This episode is about making your own decisions without seeking approval. Today’s caller, Gabby, is in a codependent relationship with her mom. Regardless of your own relationship with your mother, or if you deal with codependency, you will get a lot out of today’s episode. Mother-daughter relationships are one of the toughest relationships to navigate. But, if you can do so with love and success it can be one of the most beautiful relationships.

Parent-child relationships can be tough. Often, we are unaware of the unhealthy dynamics or unaware of how unhealthy they are and how they are impacting our life because we grew up with our parents for our entire life. For example, if you had an accent your entire life you’d be unaware you had an accent because you would be used to speaking in that way. It’s the same in the dynamics with our parents; often in our adult years, we realize aspects of our relationship with them were unhealthy.

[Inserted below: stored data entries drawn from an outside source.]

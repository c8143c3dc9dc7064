//! Capabilities shared across otherwise unrelated entities.

use async_trait::async_trait;
use std::collections::HashMap;

use crate::error::Result;
use crate::objectify::EntityKind;

/// Identity of a catalog object. Fixed once the object is constructed.
pub trait CatalogObject {
    fn id(&self) -> &str;

    fn uri(&self) -> &str;

    fn kind(&self) -> EntityKind;
}

/// Re-request the full record by id and replace every field with it.
///
/// The fresh record is decoded completely before anything is replaced, so a
/// failed fetch leaves the object untouched. Identity is kept.
#[async_trait]
pub trait Fetch {
    async fn fetch(&mut self) -> Result<()>;
}

/// Objects with a public web page.
pub trait ExternalUrl {
    fn external_urls(&self) -> &HashMap<String, String>;

    /// Link to the object's page on the web player.
    fn url(&self) -> Option<&str> {
        self.external_urls().get("spotify").map(String::as_str)
    }
}

/// Objects users can follow.
pub trait Followable {
    /// Follower count, when the record carried one.
    fn followers(&self) -> Option<u64>;
}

Our parents shouldn’t be our best friends. It’s not healthy. They are our parents. It’s a very different dynamic with a best friend. It’s important to put our parents in their rightful place in terms of the dynamic they play in our life. We also want to get them off of the pedestal. The higher someone is on a pedestal the easier it is for them to fall and the more it hurts.

It can be normal and natural to get codependent with one parent if the other parent is missing or emotionally unavailable, or if the dynamic between the two parents includes fighting. The parent may use the child as a surrogate spouse. We want to individuate as we grow up and start to have healthy relationships and get out of the codependent patterns.

Boundary setting can be messy but it is necessary if you want healthy relationships.

To release self-protective behaviors, heal past pain, and reclaim your confidence, peace, power, and purpose attend my Spring Retreat in San Diego, March 6th–8th. Go to ChristineHassler.com/spring-retreat or email [email protected].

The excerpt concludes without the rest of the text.